Adams County Public Hospital District No. 1 (District) appeals from the Superior Court's reversal of the District Board of Commissioners' (Board) summary suspension of Dr. John Ritter's staff privileges at Ritzville Memorial Hospital (Hospital). Because the Board failed to follow its own rules in summarily dismissing Dr. Ritter, that act was improper. However, we hold that the review procedures followed after the summary action comported with due process and were otherwise sustainable. Therefore, the trial court erred in ordering Dr. Ritter's permanent reinstatement to the Hospital staff and the destruction of the hearing records.

The District is a state municipality which operates hospitals in Ritzville and Othello under authority of RCW 70.44. Its Board confers hospital "staff" or "courtesy staff" privileges upon selected physicians on an annual basis. Although no formal contract is entered, the Hospital maintains a "Medical Staff Appointment" sheet signed each year by a doctor's supervising medical and administrative personnel. Privileged physicians are entitled to admit patients and to perform medical procedures at district hospitals.

In 1970, Ritter moved to Ritzville from Seattle where he had practiced medicine for approximately 10 years. He was soon thereafter granted staff privileges at the Hospital, which were renewed in each of the next 7 years. During this period respondent enjoyed a good reputation with the public and a successful practice.

Friction began developing, however, between Ritter, the *506nursing staff, and the then Hospital Administrator. Complaints were submitted to the staff executive committee about Ritter's repeated performance of surgery without a qualified assistant in violation of Hospital rules. Nurses were also concerned with his prescription of the drug Pitocin in excess of the suggested, dosage. While committee members discussed these matters with Dr. Ritter, no formal action against him was taken.

On July 24, 1978, Ritter performed a tubal ligation under local anesthetic without a full surgical crew. Ritter decided that he did not need a full crew, although the Director of Nurses had informed him previously that the procedure was major surgery and required a qualified assistant. When the Director learned that Ritter was proceeding with only the assistance of his medex, she drove from Othello to Ritzville and assisted Ritter in the operation.

The Hospital Administrator learned of the tubal ligation incident the next day. He immediately ordered that no more operations be performed at the Hospital unless a full surgery crew was present. Ritter complied with this directive, performing six surgical procedures without any reported problems during the 3 weeks that followed.

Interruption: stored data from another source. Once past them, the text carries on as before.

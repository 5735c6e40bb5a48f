//! Data models for catalog entities.
//!
//! This module contains the data structures used to represent the catalog:
//!
//! - `Project`: internship and research projects (one shape, two catalogs)
//! - `Partner`: partner organizations
//! - `AdminProfile`: the signed-in administrator
//! - `PublicProduct`, `PublicPartner`: what the public pages list
//!
//! `Raw*` types mirror the API's JSON; domain types are produced from them
//! with absolute asset URLs and guaranteed slugs.

pub mod envelope;
pub mod partner;
pub mod profile;
pub mod project;
pub mod public;

pub use envelope::{DataEnvelope, LoginEnvelope};
pub use partner::{Partner, RawPartner};
pub use profile::AdminProfile;
pub use project::{AuthorRef, Project, RawProject, INTERNSHIP_CATEGORY, RESEARCH_CATEGORY};
pub use public::{
    paginate, Page, PublicPartner, PublicProduct, RawPublicPartner, RawPublicProduct,
    PUBLIC_ITEMS_PER_PAGE,
};
/// Apply `args` to the saved settings, or print them when none are given.
fn configure(mut config: Config, args: ConfigArgs) -> Result<()> {
    if args.is_empty() {
        println!("{}", serde_json::to_string_pretty(&config)?);
        println!("Saved at {}", Config::config_path()?.display());
        return Ok(());
    }

    if let Some(url) = args.api_url {
        config.api_base_url = Some(url);
    }
    if let Some(url) = args.asset_url {
        config.asset_base_url = Some(url);
    }
    if let Some(days) = args.remember_days {
        config.remember_days = Some(days);
    }
    if let Some(store) = args.store {
        config.durable_store = store.into();
    }
    if let Some(dir) = args.log_dir {
        config.log_dir = Some(dir);
    }
    config.save()?;
    info!("Configuration saved");
    println!("Saved to {}", Config::config_path()?.display());
    Ok(())
}

/// One-line rendering for `list`.
trait Listed {
    fn line(&self) -> String;
}

impl Listed for catalog_core::models::Project {
    fn line(&self) -> String {
        format!(
            "{:<32} {:<40} {:<20} {}",
            self.slug,
            catalog_core::utils::truncate(&self.title, 40),
            self.author.as_deref().unwrap_or("-"),
            self.attachment_name().unwrap_or("-")
        )
    }
}

impl Listed for catalog_core::models::Partner {
    fn line(&self) -> String {
        format!("{:<32} {}", self.slug, self.name)
    }
}

fn prompt_email(remembered: Option<String>) -> Result<String> {
    match &remembered {
        Some(email) => print!("Email [{}]: ", email),
        None => print!("Email: "),
    }
    io::stdout().flush()?;

    let mut line = String::new();
    io::stdin().lock().read_line(&mut line)?;
    let line = line.trim();
    if line.is_empty() {
        return Ok(remembered.unwrap_or_default());
    }
    Ok(line.to_string())
}

fn read_file(path: &Path) -> Result<FilePart> {
    let bytes =
        std::fs::read(path).with_context(|| format!("Failed to read {}", path.display()))?;
    let file_name = path
        .file_name()
        .and_then(|n| n.to_str())
        .unwrap_or("upload")
        .to_string();
    let mime = FilePart::mime_for(&file_name);
    Ok(FilePart::new(file_name, mime, bytes))
}

#[tokio::main(flavor = "current_thread")]
async fn main() -> Result<()> {
    // Load .env file if present (silently ignore if not found)
    let _ = dotenvy::dotenv();

    let cli = Cli::parse();

    let mut config = Config::load()?;
    let _guard = init_tracing(config.log_dir.as_deref());

    if let Command::Config(args) = cli.command {
        return configure(config, args);
    }

    config.apply_env_overrides();
    info!(api = config.api_base_url(), "catalog-admin starting");

    let app = App::build(&config, cli.json)?;
    let was_authenticated = app.controller.is_authenticated();
    let listener = app.controller.spawn_forced_logout();

    let result = app.run(cli.command).await;

    // On the single-threaded runtime one yield lets the listener apply a denial
    tokio::task::yield_now().await;
    if result.is_err() && was_authenticated && !app.controller.is_authenticated() {
        warn!("Session revoked by the server");
        eprintln!("Session expired, logged out");
    }
    listener.abort();
    result
}
//! Utility functions for string formatting and manipulation.

pub mod format;

pub use format::{asset_url, contains_ignore_case, encode_path_segment, initials, slugify, truncate};
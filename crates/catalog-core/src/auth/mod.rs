//! Authentication module for managing client-side sessions.
//!
//! This module provides:
//! - `CredentialStore`: the single source of truth for the current session
//! - `Session`: token plus cached admin profile with an optional expiry
//! - `StorageBackend`: ephemeral, file and keychain persistence tiers
//! - `CookieJar`: the navigation-visible token marker read by the route gate
//! - `SessionController`: login, logout and forced logout orchestration
//!
//! Remembered sessions are persisted to disk and expire after 7 days.

pub mod controller;
pub mod cookies;
pub mod credentials;
pub mod session;
pub mod storage;

pub use controller::{LoginError, SessionController, SessionState};
pub use cookies::{Cookie, CookieJar};
pub use credentials::{CredentialStore, TOKEN_COOKIE};
pub use session::{PersistenceMode, Session, DEFAULT_REMEMBER_DAYS};
pub use storage::{FileStorage, KeyringStorage, MemoryStorage, StorageBackend, StorageError};
//! Admin catalog management: internships, research, partners, the
//! dashboard totals, the admin profile and the public catalog listing.

pub mod collection;
pub mod drafts;
pub mod list;
pub mod service;

pub use collection::{Collection, Internships, Partners, Research};
pub use drafts::{DraftError, PartnerDraft, ProjectDraft, FILES_FIELD};
pub use list::RemoteList;
pub use service::{CatalogError, CatalogService, DashboardStats};
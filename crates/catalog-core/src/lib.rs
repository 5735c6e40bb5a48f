//! Catalog Core - session gate and authenticated API access for the
//! research and internship catalog back office.
//!
//! This crate contains:
//! - `api`: the authenticated request executor and transport seam
//! - `auth`: credential store, storage tiers and the session controller
//! - `routing`: the route gate applied to every navigation
//! - `catalog`: CRUD over internships, research and partners
//! - `models`: API record shapes and their domain counterparts
//! - `config`: persisted settings

pub mod api;
pub mod auth;
pub mod catalog;
pub mod config;
pub mod models;
pub mod routing;
pub mod utils;

pub use api::{ApiClient, AuthSignal, AuthenticatedRequest, RequestError, ReqwestTransport};
pub use auth::{CredentialStore, LoginError, SessionController, SessionState};
pub use catalog::CatalogService;
pub use config::Config;
pub use routing::{GateDecision, RouteGate, Router};
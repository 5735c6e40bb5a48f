//! API client for communicating with the catalog REST API.
//!
//! `ApiClient::execute` is the only path protected-area code uses to reach
//! the API. It refuses to send anything without a session, attaches the
//! bearer token, and turns every failure into a typed `RequestError`.

use std::sync::Arc;

use reqwest::header::{self, HeaderMap, HeaderValue};
use reqwest::Method;
use serde::de::DeserializeOwned;
use serde_json::{json, Value};
use tokio::sync::broadcast;
use tracing::{debug, error, warn};

use super::request::{AuthenticatedRequest, RequestBody};
use super::transport::{HttpRequest, HttpResponse, Transport};
use super::RequestError;
use crate::auth::CredentialStore;
use crate::models::LoginEnvelope;

/// Default base URL for API endpoints
pub const DEFAULT_API_BASE_URL: &str = "https://catalog-api.humicprototyping.net/api";

/// Login endpoint, relative to the API base URL
const LOGIN_PATH: &str = "/login";

/// Capacity of the authorization signal channel
const SIGNAL_CHANNEL_CAPACITY: usize = 16;

/// Emitted when the API rejects a session. Carries the token that was
/// sent, so a denial for an already-replaced session can be ignored.
#[derive(Debug, Clone, PartialEq, Eq)]
pub enum AuthSignal {
    Denied { status: u16, token: String },
}

/// API client for the catalog back office.
/// Clone is cheap - the transport and credential store are shared.
#[derive(Clone)]
pub struct ApiClient {
    transport: Arc<dyn Transport>,
    credentials: Arc<CredentialStore>,
    base_url: String,
    signals: broadcast::Sender<AuthSignal>,
}

impl ApiClient {
    pub fn new(
        transport: Arc<dyn Transport>,
        credentials: Arc<CredentialStore>,
        base_url: impl Into<String>,
    ) -> Self {
        let (signals, _) = broadcast::channel(SIGNAL_CHANNEL_CAPACITY);
        Self {
            transport,
            credentials,
            base_url: base_url.into().trim_end_matches('/').to_string(),
            signals,
        }
    }

    pub fn base_url(&self) -> &str {
        &self.base_url
    }

    pub fn credentials(&self) -> &Arc<CredentialStore> {
        &self.credentials
    }

    /// Receive a signal every time a protected call comes back 401/403.
    pub fn subscribe(&self) -> broadcast::Receiver<AuthSignal> {
        self.signals.subscribe()
    }

    /// Send a request to a protected endpoint with the current session.
    ///
    /// Fails with `NoSession` before touching the network when nobody is
    /// logged in. Never retries.
    pub async fn execute(&self, request: AuthenticatedRequest) -> Result<Value, RequestError> {
        let token = self.credentials.token().ok_or_else(|| {
            warn!(url = %request.url, "Refusing to send request without a session");
            RequestError::NoSession
        })?;

        let headers = Self::merge_headers(request.headers, &token)?;
        let http = HttpRequest {
            method: request.method,
            url: self.resolve_url(&request.url),
            headers,
            body: request.body,
        };

        let result = self.dispatch(http).await;
        if let Err(ref e) = result {
            if let Some(status) = e.status().filter(|_| e.is_auth_failure()) {
                // Err only means nobody is subscribed
                let _ = self.signals.send(AuthSignal::Denied { status, token });
            }
        }
        result
    }

    /// `execute`, then deserialize the JSON body into `T`.
    pub async fn execute_as<T: DeserializeOwned>(
        &self,
        request: AuthenticatedRequest,
    ) -> Result<T, RequestError> {
        let value = self.execute(request).await?;
        serde_json::from_value(value).map_err(|e| RequestError::Decode(e.to_string()))
    }

    /// Exchange credentials for a token.
    ///
    /// This is the one call that does not need a session, since it creates one.
    pub async fn login(&self, email: &str, password: &str) -> Result<LoginEnvelope, RequestError> {
        let http = HttpRequest {
            method: Method::POST,
            url: self.resolve_url(LOGIN_PATH),
            headers: Self::accept_json(),
            body: Some(RequestBody::Json(json!({
                "email": email,
                "password": password,
            }))),
        };

        let value = self.dispatch(http).await?;
        serde_json::from_value(value).map_err(|e| RequestError::Decode(e.to_string()))
    }

    /// Unauthenticated GET for the public catalog.
    pub async fn get_public<T: DeserializeOwned>(&self, url: &str) -> Result<T, RequestError> {
        let http = HttpRequest {
            method: Method::GET,
            url: self.resolve_url(url),
            headers: Self::accept_json(),
            body: None,
        };
        let value = self.dispatch(http).await?;
        serde_json::from_value(value).map_err(|e| RequestError::Decode(e.to_string()))
    }

    /// Join a relative path onto the base URL; absolute URLs pass through.
    pub fn resolve_url(&self, url: &str) -> String {
        if url.starts_with("http://") || url.starts_with("https://") {
            url.to_string()
        } else {
            format!("{}/{}", self.base_url, url.trim_start_matches('/'))
        }
    }

    fn accept_json() -> HeaderMap {
        let mut headers = HeaderMap::new();
        headers.insert(header::ACCEPT, HeaderValue::from_static("application/json"));
        headers
    }

    /// Caller headers win, except Authorization which is always ours.
    fn merge_headers(mut headers: HeaderMap, token: &str) -> Result<HeaderMap, RequestError> {
        if !headers.contains_key(header::ACCEPT) {
            headers.insert(header::ACCEPT, HeaderValue::from_static("application/json"));
        }
        let bearer = HeaderValue::from_str(&format!("Bearer {}", token))
            .map_err(|_| RequestError::NoSession)?;
        headers.insert(header::AUTHORIZATION, bearer);
        Ok(headers)
    }

    async fn dispatch(&self, request: HttpRequest) -> Result<Value, RequestError> {
        let method = request.method.clone();
        let url = request.url.clone();
        debug!(method = %method, url = %url, "Sending API request");

        let response = self.transport.send(request).await.map_err(|e| {
            error!(method = %method, url = %url, error = %e, "API request failed to send");
            RequestError::Network(e.to_string())
        })?;

        Self::check_response(&method, &url, response)
    }

    /// Turn a completed exchange into JSON or a typed error.
    fn check_response(
        method: &Method,
        url: &str,
        response: HttpResponse,
    ) -> Result<Value, RequestError> {
        if !response.is_success() {
            error!(
                method = %method,
                url = url,
                status = response.status,
                body = %RequestError::truncate_body(&response.body),
                "API error"
            );
            return Err(RequestError::Api {
                status: response.status,
                body: response.body,
            });
        }

        if response.body.trim().is_empty() {
            return Ok(Value::Null);
        }

        serde_json::from_str(&response.body).map_err(|e| {
            warn!(url = url, error = %e, "Response body is not JSON");
            RequestError::Decode(format!("{} ({})", e, RequestError::truncate_body(&response.body)))
        })
    }
}
//! Process termination service.

use std::time::Duration;

use tokio::time::{sleep, Instant};
use tracing::{debug, info, warn};

use crate::adapters::{SystemConnections, SystemProcesses};
use crate::domain::{
    KillFailure, KillOutcome, KillSignal, Liveness, ProcessDescriptor, TerminationPath,
};
use crate::error::ProbeError;
use crate::ports::{ConnectionSource, ProcessTable};

/// Grace period after SIGTERM before escalating.
const GRACEFUL_TIMEOUT: Duration = Duration::from_secs(3);

/// Wait after SIGKILL before giving up.
const FORCED_TIMEOUT: Duration = Duration::from_secs(2);

/// How often liveness is re-checked while waiting.
const POLL_INTERVAL: Duration = Duration::from_millis(100);

/// Timing of the two-phase termination protocol.
#[derive(Debug, Clone, Copy, PartialEq, Eq)]
pub struct TerminationPolicy {
    /// How long to wait after the first signal.
    pub graceful_timeout: Duration,
    /// How long to wait after escalating to SIGKILL.
    pub forced_timeout: Duration,
    pub poll_interval: Duration,
}

impl Default for TerminationPolicy {
    fn default() -> Self {
        Self {
            graceful_timeout: GRACEFUL_TIMEOUT,
            forced_timeout: FORCED_TIMEOUT,
            poll_interval: POLL_INTERVAL,
        }
    }
}

/// Application service that terminates processes by PID.
///
/// Strategy:
/// 1. Resolve the process; refuse invalid or unknown PIDs
/// 2. Send SIGTERM (or SIGKILL when forced) and wait up to 3 seconds
/// 3. If a graceful request timed out, send SIGKILL and wait up to 2 more
///
/// Exit is observed, not assumed: a process only counts as terminated
/// once it is gone or defunct.
pub struct ProcessTerminator<P: ProcessTable, C: ConnectionSource> {
    processes: P,
    connections: C,
    policy: TerminationPolicy,
}

impl ProcessTerminator<SystemProcesses, SystemConnections> {
    /// Terminator acting on the live OS.
    pub fn system() -> Self {
        Self::new(SystemProcesses::new(), SystemConnections::new())
    }
}

impl<P: ProcessTable, C: ConnectionSource> ProcessTerminator<P, C> {
    pub fn new(processes: P, connections: C) -> Self {
        Self {
            processes,
            connections,
            policy: TerminationPolicy::default(),
        }
    }

    pub fn with_policy(mut self, policy: TerminationPolicy) -> Self {
        self.policy = policy;
        self
    }

    pub fn policy(&self) -> TerminationPolicy {
        self.policy
    }

    /// Whether `pid` exists and has not exited.
    pub fn is_running(&self, pid: u32) -> bool {
        self.processes.liveness(pid).is_running()
    }

    /// Details about `pid`, or `None` if it does not exist or cannot be read.
    pub async fn describe(&self, pid: u32) -> Option<ProcessDescriptor> {
        let mut descriptor = match self.processes.describe(pid) {
            Ok(descriptor) => descriptor,
            Err(e) => {
                debug!(pid = pid, error = %e, "Could not describe process");
                return None;
            }
        };

        descriptor.open_connections = match self.connections.connections_of(pid).await {
            Ok(connections) => connections.len(),
            Err(e) => {
                debug!(pid = pid, error = %e, "Could not count open connections");
                0
            }
        };

        Some(descriptor)
    }

    /// Terminate `pid`, gracefully unless `force` is set.
    ///
    /// Takes a signed PID so callers can pass user input through and get
    /// `Error` with "Invalid PID" for values that cannot name a process.
    pub async fn terminate(&self, pid: i64, force: bool) -> KillOutcome {
        let Some(pid) = u32::try_from(pid).ok().filter(|p| *p > 0) else {
            debug!(pid = pid, "Refusing to signal invalid PID");
            return KillOutcome::Error {
                pid,
                process_name: None,
                reason: KillFailure::InvalidPid,
            };
        };

        let process_name = match self.processes.name(pid) {
            Ok(name) => name,
            Err(e) => return classify(pid, None, e),
        };

        if self.processes.liveness(pid) != Liveness::Running {
            debug!(pid = pid, "Process is not running");
            return KillOutcome::AlreadyDead { pid, process_name };
        }

        let first = if force {
            KillSignal::Kill
        } else {
            KillSignal::Terminate
        };
        if let Err(e) = self.processes.signal(pid, first) {
            return classify(pid, Some(process_name), e);
        }
        info!(pid = pid, process = %process_name, signal = first.name(), "Signal sent");

        if self.wait_for_exit(pid, self.policy.graceful_timeout).await {
            let path = if force {
                TerminationPath::Killed
            } else {
                TerminationPath::Terminated
            };
            info!(pid = pid, "Process exited");
            return KillOutcome::Success {
                pid,
                process_name,
                path,
            };
        }

        if force {
            warn!(pid = pid, "Process survived SIGKILL");
            return survived(pid, process_name);
        }

        warn!(pid = pid, "Process ignored SIGTERM, escalating to SIGKILL");
        match self.processes.signal(pid, KillSignal::Kill) {
            Ok(()) => {}
            // Exited between the last poll and the escalation
            Err(ProbeError::NoSuchProcess(_)) => {
                return KillOutcome::Success {
                    pid,
                    process_name,
                    path: TerminationPath::Terminated,
                };
            }
            Err(e) => return classify(pid, Some(process_name), e),
        }

        if self.wait_for_exit(pid, self.policy.forced_timeout).await {
            info!(pid = pid, "Process exited after SIGKILL");
            KillOutcome::Success {
                pid,
                process_name,
                path: TerminationPath::KilledAfterTimeout,
            }
        } else {
            warn!(pid = pid, "Process survived SIGKILL");
            survived(pid, process_name)
        }
    }

    /// Poll liveness until the process exits or `limit` elapses.
    async fn wait_for_exit(&self, pid: u32, limit: Duration) -> bool {
        let deadline = Instant::now() + limit;
        loop {
            if !self.processes.liveness(pid).is_running() {
                return true;
            }
            let now = Instant::now();
            if now >= deadline {
                return false;
            }
            sleep(self.policy.poll_interval.min(deadline - now)).await;
        }
    }
}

The Administrator reported the tubal ligation incident to the Hospital Board by mail prior to their August 17 meeting. At the gathering he also informed the Board of other charges against Ritter including chart alterations, chart delinquencies, failure to cooperate with administration and staff, and violation of Hospital rules and regulations regarding the use of an unauthorized first assistant in surgery. The Board discussed its possible courses of action, then voted to summarily suspend Ritter's clinical privileges. The Board was authorized to do so by article 7, section 2 of the Medical Staff Bylaws, which reads, in part:

[T]he governing body shall have the authority, whenever action must be taken immediately in the best interest of patient care in the hospital, to summarily suspend all or any portion of the clinical privileges of a practitioner, and such summary suspension shall become effective *507immediately upon imposition.

Ritter was notified of the Board's action and decision by a notice of suspension dated August 22.

Ritter requested and was granted a hearing pursuant to the fair hearing plan which governed the procedure for suspending staff privileges. The hearing committee recommended that the tubal ligation surgery and one altered chart were grounds for immediate suspension. The Board accepted the recommendation and continued the suspension. Ritter then exercised his right of review before the Appellate Review Body (ARB). At the hearing before the ARB, Ritter challenged the participation of a Dr. Bunch on that panel because of his alleged pecuniary interest and because Bunch had been a witness before the hearing committee and therefore would be biased. The ARB, including Bunch, found that the suspension was justified. The Board then again voted to continue the suspension.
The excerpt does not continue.